**RECORDS FOR PROCESSING**

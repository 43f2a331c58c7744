//! # Keyword Registry
//!
//! Classifies normalized strings into element categories and performs the
//! literal pre-scan that runs before tokenization.

mod defaults;
pub mod manager;
mod peek;

pub use manager::{Keyword, KeywordManager, KeywordOptions};
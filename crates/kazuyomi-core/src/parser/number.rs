use std::cmp::Ordering;

use tracing::warn;

use crate::error::Result;
use crate::keyword::KeywordManager;
use crate::parser::context::ParseContext;
use crate::parser::patterns::NumberPatterns;
use crate::types::{ElementCategory, Elements, TokenCategory, TokenFlags, Tokens};
use crate::util::{
    compare_leading_numbers, find_number_in_string, is_numeric_string, leading_number,
    strip_leading_zeros,
};

/// Highest number accepted as a volume when validating.
pub const MAX_VOLUME_NUMBER: u64 = 20;

/// Highest number accepted as an episode when validating.
pub const MAX_EPISODE_NUMBER: u64 = 2049;

/// Returns `true` if the leading digit run of `number` is a plausible volume.
pub fn is_valid_volume_number(number: &str) -> bool {
    leading_number(number).is_some_and(|n| n <= MAX_VOLUME_NUMBER)
}

/// Returns `true` if the leading digit run of `number` is a plausible episode.
///
/// Trailing text is ignored, so `"4a"` and `"07.5"` validate on 4 and 7.
pub fn is_valid_episode_number(number: &str) -> bool {
    leading_number(number).is_some_and(|n| n <= MAX_EPISODE_NUMBER)
}

/// The number disambiguation engine.
///
/// Holds the compiled patterns and a reference to the keyword registry; both
/// are read-only, so one parser can serve any number of parses.
///
/// ```rust
/// use kazuyomi_core::parser::NumberParser;
///
/// let parser = NumberParser::new().unwrap();
/// assert!(parser.keywords().contains(
///     kazuyomi_core::ElementCategory::EpisodePrefix,
///     "EP",
/// ));
/// ```
#[derive(Debug, Clone)]
pub struct NumberParser<'k> {
    keywords: &'k KeywordManager,
    patterns: NumberPatterns,
}

impl NumberParser<'static> {
    /// Constructs a parser backed by the global keyword registry.
    ///
    /// # Errors
    ///
    /// Returns `KazuyomiError::RegexError` if a pattern fails to compile.
    pub fn new() -> Result<Self> {
        Self::with_keywords(KeywordManager::global())
    }
}

impl<'k> NumberParser<'k> {
    /// Constructs a parser backed by `keywords`.
    ///
    /// # Errors
    ///
    /// Returns `KazuyomiError::RegexError` if a pattern fails to compile.
    pub fn with_keywords(keywords: &'k KeywordManager) -> Result<Self> {
        Ok(Self {
            keywords,
            patterns: NumberPatterns::new()?,
        })
    }

    pub fn keywords(&self) -> &'k KeywordManager {
        self.keywords
    }

    /// Opens a session over one filename's tokens and elements.
    pub fn session<'s>(
        &'s self,
        tokens: &'s mut Tokens,
        elements: &'s mut Elements,
        context: &'s mut ParseContext,
    ) -> NumberSession<'s> {
        NumberSession {
            keywords: self.keywords,
            patterns: &self.patterns,
            tokens,
            elements,
            context,
        }
    }
}

/// Number matching over one parse.
///
/// Every operation mutates the borrowed token and element lists in place and
/// reports success as a `bool`; a `false` means the caller should try its
/// next strategy.
pub struct NumberSession<'s> {
    pub(crate) keywords: &'s KeywordManager,
    pub(crate) patterns: &'s NumberPatterns,
    pub(crate) tokens: &'s mut Tokens,
    pub(crate) elements: &'s mut Elements,
    pub(crate) context: &'s mut ParseContext,
}

impl NumberSession<'_> {
    pub fn tokens(&self) -> &Tokens {
        self.tokens
    }

    pub fn elements(&self) -> &Elements {
        self.elements
    }

    pub fn context(&self) -> &ParseContext {
        self.context
    }

    /// Records a volume number and marks `token` as identified.
    pub fn set_volume_number(&mut self, number: &str, token: usize, validate: bool) -> bool {
        if !self.check_setter_input(number, token) {
            return false;
        }
        if validate && !is_valid_volume_number(number) {
            return false;
        }

        self.elements
            .insert(ElementCategory::VolumeNumber, strip_leading_zeros(number));
        self.identify(token);
        true
    }

    /// Records an episode number and marks `token` as identified.
    ///
    /// Once an episode-prefix keyword has been seen, the new number is
    /// arbitrated against the first recorded episode number: the smaller one
    /// stays primary, the larger one becomes the alternative, and an equal
    /// number is rejected. Without that context a value already recorded as
    /// an episode number is rejected.
    pub fn set_episode_number(&mut self, number: &str, token: usize, validate: bool) -> bool {
        if !self.check_setter_input(number, token) {
            return false;
        }
        if validate && !is_valid_episode_number(number) {
            return false;
        }

        self.identify(token);

        let value = strip_leading_zeros(number);
        let mut category = ElementCategory::EpisodeNumber;
        if self.context.episode_prefix_seen() {
            if let Some(existing) = self
                .elements
                .iter_mut()
                .find(|e| e.category == ElementCategory::EpisodeNumber)
            {
                match compare_leading_numbers(&value, &existing.value) {
                    Ordering::Greater => category = ElementCategory::EpisodeNumberAlt,
                    Ordering::Less => existing.category = ElementCategory::EpisodeNumberAlt,
                    Ordering::Equal => return false,
                }
            }
        } else if self
            .elements
            .iter()
            .any(|e| e.category == ElementCategory::EpisodeNumber && e.value == value)
        {
            return false;
        }

        self.elements.insert(category, value);
        true
    }

    /// Records an alternative episode number and marks `token` as identified.
    pub fn set_alternative_episode_number(&mut self, number: &str, token: usize) -> bool {
        if !self.check_setter_input(number, token) {
            return false;
        }

        self.elements
            .insert(ElementCategory::EpisodeNumberAlt, strip_leading_zeros(number));
        self.identify(token);
        true
    }

    /// Handles a prefix glued to its number, e.g. "EP.1", "Vol.3", "E05".
    ///
    /// Returns whether the prefix was recognized under `category`
    /// (episode or volume prefix), whether or not a number was recorded.
    pub fn number_comes_after_prefix(&mut self, category: ElementCategory, token: usize) -> bool {
        let Some(content) = self.tokens.get(token).map(|t| t.content.clone()) else {
            return false;
        };
        let number_begin = find_number_in_string(&content).unwrap_or(content.len());
        let (prefix, number) = content.split_at(number_begin);

        if !self
            .keywords
            .contains(category, &KeywordManager::normalize(prefix))
        {
            return false;
        }

        match category {
            ElementCategory::EpisodePrefix => {
                if !number.is_empty() && !self.match_episode_patterns(number, token) {
                    self.set_episode_number(number, token, false);
                }
            }
            ElementCategory::VolumePrefix => {
                if !number.is_empty() && !self.match_volume_patterns(number, token) {
                    self.set_volume_number(number, token, false);
                }
            }
            _ => return false,
        }
        true
    }

    /// Handles a prefix keyword standing on its own, e.g. "EP 01", "Vol 3".
    ///
    /// The next non-delimiter token must be unknown and start with a digit.
    /// Prefixes registered as invalid ("E") are not used this way.
    pub fn number_comes_after_prefix_token(
        &mut self,
        category: ElementCategory,
        token: usize,
    ) -> bool {
        let Some(prefix) = self.tokens.get(token) else {
            return false;
        };
        let usable = self
            .keywords
            .find(&KeywordManager::normalize(&prefix.content), category)
            .is_some_and(|keyword| keyword.options.is_valid());
        if !usable {
            return false;
        }

        let Some(next) = self.tokens.find_next(token, TokenFlags::NOT_DELIMITER) else {
            return false;
        };
        let next_token = &self.tokens[next];
        if next_token.category != TokenCategory::Unknown
            || find_number_in_string(&next_token.content) != Some(0)
        {
            return false;
        }
        let content = next_token.content.clone();

        match category {
            ElementCategory::EpisodePrefix => {
                if !self.match_episode_patterns(&content, next) {
                    self.set_episode_number(&content, next, false);
                }
            }
            ElementCategory::VolumePrefix => {
                if !self.match_volume_patterns(&content, next) {
                    self.set_volume_number(&content, next, false);
                }
            }
            _ => return false,
        }
        self.identify(token);
        true
    }

    /// Handles "01 of 24": the first number is the episode, the second the total.
    ///
    /// The separator matches without regard to ASCII case, so "01 OF 24" counts.
    pub fn number_comes_before_total_number(&mut self, token: usize) -> bool {
        self.number_comes_before_another_number(token, "of", false)
    }

    /// Handles "08 & 10": both numbers are episodes. "08 & 08" records one.
    pub fn number_comes_before_paired_number(&mut self, token: usize) -> bool {
        self.number_comes_before_another_number(token, "&", true)
    }

    fn number_comes_before_another_number(
        &mut self,
        token: usize,
        separator: &str,
        paired: bool,
    ) -> bool {
        let Some(separator_index) = self.tokens.find_next(token, TokenFlags::NOT_DELIMITER) else {
            return false;
        };
        if !self.tokens[separator_index]
            .content
            .eq_ignore_ascii_case(separator)
        {
            return false;
        }
        let Some(other) = self
            .tokens
            .find_next(separator_index, TokenFlags::NOT_DELIMITER)
        else {
            return false;
        };
        if !is_numeric_string(&self.tokens[other].content) {
            return false;
        }

        let number = self.tokens[token].content.clone();
        self.set_episode_number(&number, token, false);
        if paired {
            let other_number = self.tokens[other].content.clone();
            self.set_episode_number(&other_number, other, false);
        }
        self.identify(separator_index);
        self.identify(other);
        true
    }

    pub(crate) fn identify(&mut self, token: usize) {
        if let Some(token) = self.tokens.get_mut(token) {
            token.category = TokenCategory::Identifier;
        }
    }

    fn check_setter_input(&self, number: &str, token: usize) -> bool {
        if number.is_empty() {
            warn!(token, "refusing to record an empty number");
            return false;
        }
        token < self.tokens.len()
    }
}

**YOUR ASSIGNMENT**
Every line from the top of the material above through the line holding "global keyword registry." should be reproduced word for word, and nothing beyond it.

**WRITTEN SOLUTION**
repository 43f2a331c58c7744
//! # Keyword Registry
//!
//! Classifies normalized strings into element categories and performs the
//! literal pre-scan that runs before tokenization.

mod defaults;
pub mod manager;
mod peek;

pub use manager::{Keyword, KeywordManager, KeywordOptions};
filename crates/kazuyomi-core/src/parser/number.rs
use std::cmp::Ordering;

use tracing::warn;

use crate::error::Result;
use crate::keyword::KeywordManager;
use crate::parser::context::ParseContext;
use crate::parser::patterns::NumberPatterns;
use crate::types::{ElementCategory, Elements, TokenCategory, TokenFlags, Tokens};
use crate::util::{
    compare_leading_numbers, find_number_in_string, is_numeric_string, leading_number,
    strip_leading_zeros,
};

/// Highest number accepted as a volume when validating.
pub const MAX_VOLUME_NUMBER: u64 = 20;

/// Highest number accepted as an episode when validating.
pub const MAX_EPISODE_NUMBER: u64 = 2049;

/// Returns `true` if the leading digit run of `number` is a plausible volume.
pub fn is_valid_volume_number(number: &str) -> bool {
    leading_number(number).is_some_and(|n| n <= MAX_VOLUME_NUMBER)
}

/// Returns `true` if the leading digit run of `number` is a plausible episode.
///
/// Trailing text is ignored, so `"4a"` and `"07.5"` validate on 4 and 7.
pub fn is_valid_episode_number(number: &str) -> bool {
    leading_number(number).is_some_and(|n| n <= MAX_EPISODE_NUMBER)
}

/// The number disambiguation engine.
///
/// Holds the compiled patterns and a reference to the keyword registry; both
/// are read-only, so one parser can serve any number of parses.
///
/// ```rust
/// use kazuyomi_core::parser::NumberParser;
///
/// let parser = NumberParser::new().unwrap();
/// assert!(parser.keywords().contains(
///     kazuyomi_core::ElementCategory::EpisodePrefix,
///     "EP",
/// ));
/// ```
#[derive(Debug, Clone)]
pub struct NumberParser<'k> {
    keywords: &'k KeywordManager,
    patterns: NumberPatterns,
}

impl NumberParser<'static> {
    /// Constructs a parser backed by the global keyword registry.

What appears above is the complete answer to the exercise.